Worst A&E performance in June ‘since records began’

11 Jul 19

A&Es missed hitting their target of seeing 95% of patients in four hours by a record low in June, NHS England figures have shown. 

The NHS traditionally recovers performance in the quieter summer months but this is no longer happening, health leaders and politicians have warned.

NHS England data released this morning showed 86.4% of A&E patients were seen within the four-hour target period this June, down from 86.6% in May 2019 and 90.9% in June 2018.

The target of 95% of patients seen within four hours has not been met since July 2015.

Miriam Deakin, director of policy and strategy at NHS Providers, said: “Historically, the summer months have been a time of year when the NHS could catch its breath and recover performance following high demand over the winter.”

But the figure released today show that this is “no longer the case,” she added.

Deakin said: “Today’s figures reflect the worst performance against the four hour A&E target for the month of June since records began, with major emergency departments reporting 78.8% patients seen within 4 hours, considerably below the target of 95%.”

Patients seen within the target period fell by 4.5% from June 2018 to June 2019, but admissions only increased by 0.7% over the same period – from 2,094,000 to 2,108,000.
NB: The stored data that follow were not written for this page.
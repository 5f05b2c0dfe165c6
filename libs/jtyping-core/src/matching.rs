//! Answer matching against a quiz subject's readings and meanings.

use crate::types::{
    KanjiEntry, QuizSubject, QuizType, ReadingMeaning, ReadingType, VocabularyEntry, Verdict,
};
use serde::{Deserialize, Serialize};
use wana_kana::ConvertJapanese;

/// How a single submitted answer fared.
#[derive(Debug, Clone, Copy, PartialEq, Eq, Serialize, Deserialize)]
#[serde(rename_all = "snake_case")]
pub enum AnswerOutcome {
    Correct,
    /// Matched something that should not count on its own (dictionary
    /// notation, an uncommon reading).
    NeedsReview,
    Unmatched,
}

/// Result of matching a submission against a subject.
#[derive(Debug, Clone, PartialEq, Serialize, Deserialize)]
pub struct MatchResult {
    pub verdict: Verdict,
    pub quiz_type: QuizType,
    /// Submitted answers, canonicalized where a match supplied a canonical form.
    pub answers: Vec<String>,
    pub outcomes: Vec<AnswerOutcome>,
}

impl MatchResult {
    /// Answers joined for re-display in the input box.
    pub fn display_answer(&self) -> String {
        self.answers.join(self.quiz_type.answer_separator())
    }
}

/// Match normalized answers against a subject.
///
/// `surface` is the form currently displayed; vocabulary readings and senses
/// restricted to other spellings are not candidates.
pub fn match_answers(
    answers: &[String],
    quiz_type: QuizType,
    subject: &QuizSubject,
    surface: &str,
) -> MatchResult {
    let mut result = MatchResult {
        verdict: quiz_type.default_verdict(),
        quiz_type,
        answers: answers.to_vec(),
        outcomes: Vec::with_capacity(answers.len()),
    };

    if answers.is_empty() {
        result.verdict = Verdict::NeedsManualReview;
        return result;
    }

    for answer in answers {
        let (outcome, canonical) = match subject {
            QuizSubject::Kanji { entry } => match_kanji(answer, quiz_type, entry),
            QuizSubject::Vocabulary { entries, .. } => {
                match_vocabulary(answer, quiz_type, entries, surface)
            }
        };
        if let (AnswerOutcome::Correct, Some(text)) = (outcome, canonical) {
            let slot = result.outcomes.len();
            result.answers[slot] = text;
        }
        result.outcomes.push(outcome);
    }

    if let QuizSubject::Kanji { entry } = subject {
        if entry.reading_meaning.is_none() {
            result.verdict = Verdict::NeedsManualReview;
            return result;
        }
    }

    result.verdict = aggregate(&result.outcomes, result.verdict);
    result
}

fn aggregate(outcomes: &[AnswerOutcome], default: Verdict) -> Verdict {
    if outcomes.iter().all(|o| *o == AnswerOutcome::Correct) {
        Verdict::Correct
    } else if outcomes.contains(&AnswerOutcome::NeedsReview) {
        Verdict::NeedsManualReview
    } else {
        default
    }
}

fn match_kanji(
    answer: &str,
    quiz_type: QuizType,
    entry: &KanjiEntry,
) -> (AnswerOutcome, Option<String>) {
    let Some(rm) = &entry.reading_meaning else {
        return (AnswerOutcome::Unmatched, None);
    };

    match quiz_type {
        QuizType::Reading => match_kanji_reading(answer, rm),
        QuizType::Meaning => {
            let answer = answer.to_lowercase();
            let found = rm
                .groups
                .iter()
                .flat_map(|g| &g.meanings)
                .any(|m| m.value.to_lowercase() == answer);
            (outcome_of(found), None)
        }
    }
}

fn match_kanji_reading(answer: &str, rm: &ReadingMeaning) -> (AnswerOutcome, Option<String>) {
    let katakana = answer.to_katakana();
    let hiragana = answer.to_hiragana();
    let is_answer = |s: &str| s == answer || s == hiragana;
    let mut outcome = AnswerOutcome::Unmatched;

    for reading in rm.groups.iter().flat_map(|g| &g.readings) {
        match reading.kind {
            ReadingType::On => {
                if reading.value == katakana {
                    return (AnswerOutcome::Correct, Some(katakana));
                }
            }
            ReadingType::Kun => {
                let (stem, suffix) = reading.okurigana_split();
                if is_answer(stem) {
                    return (AnswerOutcome::Correct, None);
                }
                // The dictionary notation itself is not a reading anyone says.
                if suffix.is_some() && is_answer(&reading.value) {
                    outcome = AnswerOutcome::NeedsReview;
                }
            }
            ReadingType::Other(_) => {}
        }
    }

    if rm.nanori.iter().any(|n| is_answer(n)) {
        return (AnswerOutcome::Correct, None);
    }

    (outcome, None)
}

fn match_vocabulary(
    answer: &str,
    quiz_type: QuizType,
    entries: &[VocabularyEntry],
    surface: &str,
) -> (AnswerOutcome, Option<String>) {
    match quiz_type {
        QuizType::Reading => {
            let target = answer.to_katakana();
            let mut outcome = AnswerOutcome::Unmatched;

            for kana in entries.iter().flat_map(|e| &e.kana) {
                if kana.text.to_katakana() != target || !kana.applies_to_kanji.admits(surface) {
                    continue;
                }
                if !kana.common {
                    outcome = AnswerOutcome::NeedsReview;
                    continue;
                }
                return (AnswerOutcome::Correct, Some(kana.text.clone()));
            }

            (outcome, None)
        }
        QuizType::Meaning => {
            let answer = answer.to_lowercase();
            let found = entries
                .iter()
                .flat_map(|e| &e.senses)
                .filter(|s| s.applies_to_kanji.admits(surface))
                .flat_map(|s| &s.gloss)
                .any(|g| g.text.to_lowercase() == answer);
            (outcome_of(found), None)
        }
    }
}

fn outcome_of(found: bool) -> AnswerOutcome {
    if found {
        AnswerOutcome::Correct
    } else {
        AnswerOutcome::Unmatched
    }
}
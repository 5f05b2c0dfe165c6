//! Local SQLite lexicon store.

pub mod error;
pub mod repository;
pub mod schema;

pub use error::DbError;
pub use repository::{DatasetPaths, LexiconStats, SeedReport, SqliteLexicon};
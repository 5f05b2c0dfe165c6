//! HTTP route handlers

pub mod sessions;
pub mod stats;
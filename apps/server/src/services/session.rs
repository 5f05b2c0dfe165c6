//! In-memory quiz sessions.

use chrono::{DateTime, Duration, Utc};
use jtyping_core::{
    advance, MatchResult, Prompt, QuizFilter, QuizRoundState, QuizSubject, RoundEvent, RoundPhase,
};
use std::collections::HashMap;
use std::sync::{Mutex, MutexGuard};
use uuid::Uuid;

use crate::error::{ApiError, Result};
use crate::models::RoundView;

/// One user's quiz loop.
#[derive(Debug, Clone)]
pub struct Session {
    pub id: Uuid,
    pub filter: QuizFilter,
    pub round: QuizRoundState,
    pub subject: Option<QuizSubject>,
    pub prompt: Prompt,
    pub last_result: Option<MatchResult>,
    pub last_seen: DateTime<Utc>,
}

impl Session {
    pub fn new(filter: QuizFilter, now: DateTime<Utc>) -> Self {
        Self {
            id: Uuid::new_v4(),
            round: QuizRoundState::new(filter.mode),
            filter,
            subject: None,
            prompt: Prompt::loading(),
            last_result: None,
            last_seen: now,
        }
    }

    /// Advance the round. Returns whether the event applied.
    pub fn apply(&mut self, event: RoundEvent) -> bool {
        let next = advance(&self.round, event);
        let changed = next != self.round;
        self.round = next;
        changed
    }

    pub fn view(&self) -> RoundView {
        RoundView {
            session_id: self.id,
            generation: self.round.generation,
            phase: self.round.phase,
            subject_kind: self.round.subject_kind,
            quiz_type: self.round.quiz_type,
            verdict: self.round.verdict,
            answers: self.round.answers.clone(),
            prompt: self.prompt.clone(),
            empty: self.round.phase == RoundPhase::Empty,
            filter: self.filter.clone(),
        }
    }

    fn is_expired(&self, now: DateTime<Utc>, ttl: Duration) -> bool {
        now - self.last_seen > ttl
    }
}

/// Sessions keyed by id, evicted after `ttl` of inactivity.
pub struct SessionRegistry {
    sessions: Mutex<HashMap<Uuid, Session>>,
    ttl: Duration,
}

impl SessionRegistry {
    pub fn new(ttl: Duration) -> Self {
        Self {
            sessions: Mutex::new(HashMap::new()),
            ttl,
        }
    }

    fn lock(&self) -> Result<MutexGuard<'_, HashMap<Uuid, Session>>> {
        self.sessions
            .lock()
            .map_err(|_| ApiError::Internal("session registry lock poisoned".to_string()))
    }

    pub fn create(&self, filter: QuizFilter) -> Result<Uuid> {
        let session = Session::new(filter, Utc::now());
        let id = session.id;
        self.lock()?.insert(id, session);
        Ok(id)
    }

    /// Run `f` against a live session and mark it as seen.
    pub fn with_session<T>(&self, id: Uuid, f: impl FnOnce(&mut Session) -> Result<T>) -> Result<T> {
        let now = Utc::now();
        let mut sessions = self.lock()?;

        if sessions.get(&id).is_some_and(|s| s.is_expired(now, self.ttl)) {
            sessions.remove(&id);
        }
        let session = sessions
            .get_mut(&id)
            .ok_or_else(|| ApiError::NotFound(format!("session {id}")))?;

        session.last_seen = now;
        f(session)
    }

    /// Drop sessions idle longer than the TTL. Returns how many were dropped.
    pub fn evict_expired(&self, now: DateTime<Utc>) -> Result<usize> {
        let mut sessions = self.lock()?;
        let before = sessions.len();
        sessions.retain(|_, s| !s.is_expired(now, self.ttl));
        Ok(before - sessions.len())
    }

    pub fn len(&self) -> Result<usize> {
        Ok(self.lock()?.len())
    }
}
Nick Ville, director of membership and policy at the NHS Confederation, said the NHS is “not even out of the foothills” when it comes to performance recovery.

He added: “The strain on front line services is clearly reaching critical proportions and this is being exacerbated by the ongoing pension tax disagreement, as senior clinicians say they cannot afford to work additional shifts.”

Jonathon Ashworth, the shadow health secretary, said the NHS is now in “year round crisis thanks to years of cutbacks and understaffing”.

An NHS England spokesperson said: “Although long waits for planned care saw further improvements this month, hospitals are reporting continuing staffing and bed pressures. 

“Local areas across the NHS are now reviewing the extra staffing and capital investment in facilities and diagnostics they will need for the next five years, ahead of national decisions on these later this year.”